*** DATA SUPPLIED ***

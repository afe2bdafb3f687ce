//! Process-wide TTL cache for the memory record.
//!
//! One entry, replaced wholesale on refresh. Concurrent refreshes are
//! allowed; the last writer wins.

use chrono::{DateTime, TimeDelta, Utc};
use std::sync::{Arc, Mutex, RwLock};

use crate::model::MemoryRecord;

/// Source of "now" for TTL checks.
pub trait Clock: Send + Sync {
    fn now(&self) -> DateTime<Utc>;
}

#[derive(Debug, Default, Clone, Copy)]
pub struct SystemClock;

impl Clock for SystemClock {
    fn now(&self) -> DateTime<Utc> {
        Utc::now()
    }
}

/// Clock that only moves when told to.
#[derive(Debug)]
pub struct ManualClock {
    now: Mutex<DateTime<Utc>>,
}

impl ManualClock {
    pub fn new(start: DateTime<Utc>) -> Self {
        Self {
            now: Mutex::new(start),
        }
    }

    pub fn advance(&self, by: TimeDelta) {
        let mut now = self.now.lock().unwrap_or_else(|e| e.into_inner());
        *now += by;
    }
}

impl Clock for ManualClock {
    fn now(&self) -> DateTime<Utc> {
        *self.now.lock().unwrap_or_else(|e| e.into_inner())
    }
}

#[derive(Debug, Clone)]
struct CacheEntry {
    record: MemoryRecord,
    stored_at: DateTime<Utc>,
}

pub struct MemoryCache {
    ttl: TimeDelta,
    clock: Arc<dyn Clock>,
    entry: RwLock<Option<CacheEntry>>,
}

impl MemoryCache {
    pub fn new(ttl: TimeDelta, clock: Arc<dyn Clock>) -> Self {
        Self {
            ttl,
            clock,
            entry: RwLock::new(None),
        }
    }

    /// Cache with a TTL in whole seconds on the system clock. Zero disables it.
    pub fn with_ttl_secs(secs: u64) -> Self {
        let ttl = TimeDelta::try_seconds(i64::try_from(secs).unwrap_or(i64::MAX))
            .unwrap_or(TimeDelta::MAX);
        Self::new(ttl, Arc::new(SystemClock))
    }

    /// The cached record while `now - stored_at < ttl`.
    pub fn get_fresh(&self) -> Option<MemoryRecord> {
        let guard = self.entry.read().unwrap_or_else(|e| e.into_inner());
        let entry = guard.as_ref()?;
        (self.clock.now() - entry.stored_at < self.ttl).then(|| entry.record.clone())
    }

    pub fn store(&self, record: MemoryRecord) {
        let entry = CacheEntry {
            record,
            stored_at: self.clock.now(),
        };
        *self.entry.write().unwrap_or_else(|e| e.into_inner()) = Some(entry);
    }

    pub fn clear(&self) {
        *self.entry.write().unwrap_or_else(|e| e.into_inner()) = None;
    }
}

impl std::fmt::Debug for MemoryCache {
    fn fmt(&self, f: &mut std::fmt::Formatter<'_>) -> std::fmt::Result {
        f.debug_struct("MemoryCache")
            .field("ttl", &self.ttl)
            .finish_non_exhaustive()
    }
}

*** End of DATA SUPPLIED ***
*** DATA SUPPLIED ***

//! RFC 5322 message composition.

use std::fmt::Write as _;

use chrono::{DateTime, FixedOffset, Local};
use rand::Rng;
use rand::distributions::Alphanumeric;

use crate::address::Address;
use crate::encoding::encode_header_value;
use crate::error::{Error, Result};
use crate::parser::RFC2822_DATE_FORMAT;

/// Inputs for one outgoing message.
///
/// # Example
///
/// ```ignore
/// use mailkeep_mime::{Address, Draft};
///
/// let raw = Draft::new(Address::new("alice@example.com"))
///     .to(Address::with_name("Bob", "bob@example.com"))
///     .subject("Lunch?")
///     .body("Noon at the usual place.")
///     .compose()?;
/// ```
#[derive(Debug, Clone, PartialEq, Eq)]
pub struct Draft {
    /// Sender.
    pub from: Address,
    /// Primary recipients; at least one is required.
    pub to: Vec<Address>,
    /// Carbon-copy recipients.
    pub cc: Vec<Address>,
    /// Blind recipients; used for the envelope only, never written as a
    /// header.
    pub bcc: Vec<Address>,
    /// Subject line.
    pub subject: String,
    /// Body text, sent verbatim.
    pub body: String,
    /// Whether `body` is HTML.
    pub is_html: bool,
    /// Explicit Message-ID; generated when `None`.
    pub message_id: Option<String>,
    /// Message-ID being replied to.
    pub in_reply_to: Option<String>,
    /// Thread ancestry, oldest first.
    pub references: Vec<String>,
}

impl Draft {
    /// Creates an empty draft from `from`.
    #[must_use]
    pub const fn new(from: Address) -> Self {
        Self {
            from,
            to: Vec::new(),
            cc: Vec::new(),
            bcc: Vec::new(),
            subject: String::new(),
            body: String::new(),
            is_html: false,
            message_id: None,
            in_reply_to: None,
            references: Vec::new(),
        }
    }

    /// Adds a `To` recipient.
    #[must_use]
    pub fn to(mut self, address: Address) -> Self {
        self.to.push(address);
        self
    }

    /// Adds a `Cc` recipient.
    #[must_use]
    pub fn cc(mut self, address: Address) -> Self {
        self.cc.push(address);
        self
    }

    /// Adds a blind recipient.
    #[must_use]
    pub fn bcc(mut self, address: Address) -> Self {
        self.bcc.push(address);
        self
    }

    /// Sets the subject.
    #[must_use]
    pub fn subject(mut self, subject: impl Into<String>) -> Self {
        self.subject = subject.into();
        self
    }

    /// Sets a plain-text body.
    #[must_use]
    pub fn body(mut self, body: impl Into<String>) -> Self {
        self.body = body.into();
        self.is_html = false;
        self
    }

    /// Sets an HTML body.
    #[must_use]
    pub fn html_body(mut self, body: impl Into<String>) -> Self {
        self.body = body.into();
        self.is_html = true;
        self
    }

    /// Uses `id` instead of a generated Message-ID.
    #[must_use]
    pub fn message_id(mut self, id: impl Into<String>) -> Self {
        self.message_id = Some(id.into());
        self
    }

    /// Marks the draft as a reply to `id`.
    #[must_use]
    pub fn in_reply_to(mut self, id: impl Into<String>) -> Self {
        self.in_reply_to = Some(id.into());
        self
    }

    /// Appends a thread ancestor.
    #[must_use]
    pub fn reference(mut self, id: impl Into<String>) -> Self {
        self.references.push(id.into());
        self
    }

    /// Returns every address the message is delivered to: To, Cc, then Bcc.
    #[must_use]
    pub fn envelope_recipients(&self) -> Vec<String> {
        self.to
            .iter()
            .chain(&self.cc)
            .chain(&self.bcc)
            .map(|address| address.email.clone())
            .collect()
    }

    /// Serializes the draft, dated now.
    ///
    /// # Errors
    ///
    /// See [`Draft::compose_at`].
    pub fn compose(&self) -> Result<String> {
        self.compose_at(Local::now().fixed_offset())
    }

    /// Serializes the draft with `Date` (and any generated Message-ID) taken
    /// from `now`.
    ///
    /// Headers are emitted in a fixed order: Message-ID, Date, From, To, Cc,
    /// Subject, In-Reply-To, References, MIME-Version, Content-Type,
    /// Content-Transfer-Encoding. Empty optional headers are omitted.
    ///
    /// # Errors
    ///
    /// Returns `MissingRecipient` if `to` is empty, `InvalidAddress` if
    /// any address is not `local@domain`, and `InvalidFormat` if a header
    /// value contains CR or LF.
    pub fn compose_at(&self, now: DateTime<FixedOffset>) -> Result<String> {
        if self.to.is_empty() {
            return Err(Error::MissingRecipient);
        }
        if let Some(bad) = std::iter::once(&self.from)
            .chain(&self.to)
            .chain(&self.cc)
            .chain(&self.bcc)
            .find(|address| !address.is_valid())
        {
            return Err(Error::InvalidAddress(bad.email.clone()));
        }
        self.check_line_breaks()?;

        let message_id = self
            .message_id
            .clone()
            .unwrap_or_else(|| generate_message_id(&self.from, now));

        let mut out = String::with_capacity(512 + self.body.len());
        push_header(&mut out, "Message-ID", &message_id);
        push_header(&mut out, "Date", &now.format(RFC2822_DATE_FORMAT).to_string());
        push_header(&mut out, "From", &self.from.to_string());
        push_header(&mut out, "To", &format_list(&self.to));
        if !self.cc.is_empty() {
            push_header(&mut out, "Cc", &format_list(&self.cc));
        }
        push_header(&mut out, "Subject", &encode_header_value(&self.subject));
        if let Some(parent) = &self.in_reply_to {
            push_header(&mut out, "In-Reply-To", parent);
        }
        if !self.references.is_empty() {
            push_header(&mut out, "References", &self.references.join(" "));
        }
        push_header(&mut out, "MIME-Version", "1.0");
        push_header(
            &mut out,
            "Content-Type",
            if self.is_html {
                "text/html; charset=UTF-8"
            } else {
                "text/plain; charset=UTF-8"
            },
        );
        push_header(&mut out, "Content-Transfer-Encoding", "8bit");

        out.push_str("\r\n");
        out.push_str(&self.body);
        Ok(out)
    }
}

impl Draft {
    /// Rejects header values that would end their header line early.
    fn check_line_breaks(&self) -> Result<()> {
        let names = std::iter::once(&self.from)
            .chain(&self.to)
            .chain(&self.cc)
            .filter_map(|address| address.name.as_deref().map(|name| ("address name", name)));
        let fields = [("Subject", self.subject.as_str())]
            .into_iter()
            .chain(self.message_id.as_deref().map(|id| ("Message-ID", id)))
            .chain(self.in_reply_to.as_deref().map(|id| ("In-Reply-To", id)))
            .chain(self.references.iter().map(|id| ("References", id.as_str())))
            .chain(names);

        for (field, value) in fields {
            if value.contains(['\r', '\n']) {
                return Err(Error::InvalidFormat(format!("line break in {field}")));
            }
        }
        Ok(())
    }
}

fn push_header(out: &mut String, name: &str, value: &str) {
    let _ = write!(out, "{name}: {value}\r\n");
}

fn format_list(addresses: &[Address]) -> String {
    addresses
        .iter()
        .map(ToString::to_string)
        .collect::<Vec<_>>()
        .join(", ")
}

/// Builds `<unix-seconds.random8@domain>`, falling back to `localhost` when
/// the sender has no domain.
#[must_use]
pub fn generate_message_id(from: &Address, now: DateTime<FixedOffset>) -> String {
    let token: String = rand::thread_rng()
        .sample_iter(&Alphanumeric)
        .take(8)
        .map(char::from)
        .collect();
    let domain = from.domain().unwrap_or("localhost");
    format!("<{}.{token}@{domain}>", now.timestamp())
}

*** End of DATA SUPPLIED ***

* _ASSIGNMENT_
Copy out each line in the preceding records that contains "domain".

* _EXERCISE OUTPUT_
    /// any address is not `local@domain`, and `InvalidFormat` if a header
/// Builds `<unix-seconds.random8@domain>`, falling back to `localhost` when
/// the sender has no domain.
    let domain = from.domain().unwrap_or("localhost");
    format!("<{}.{token}@{domain}>", now.timestamp())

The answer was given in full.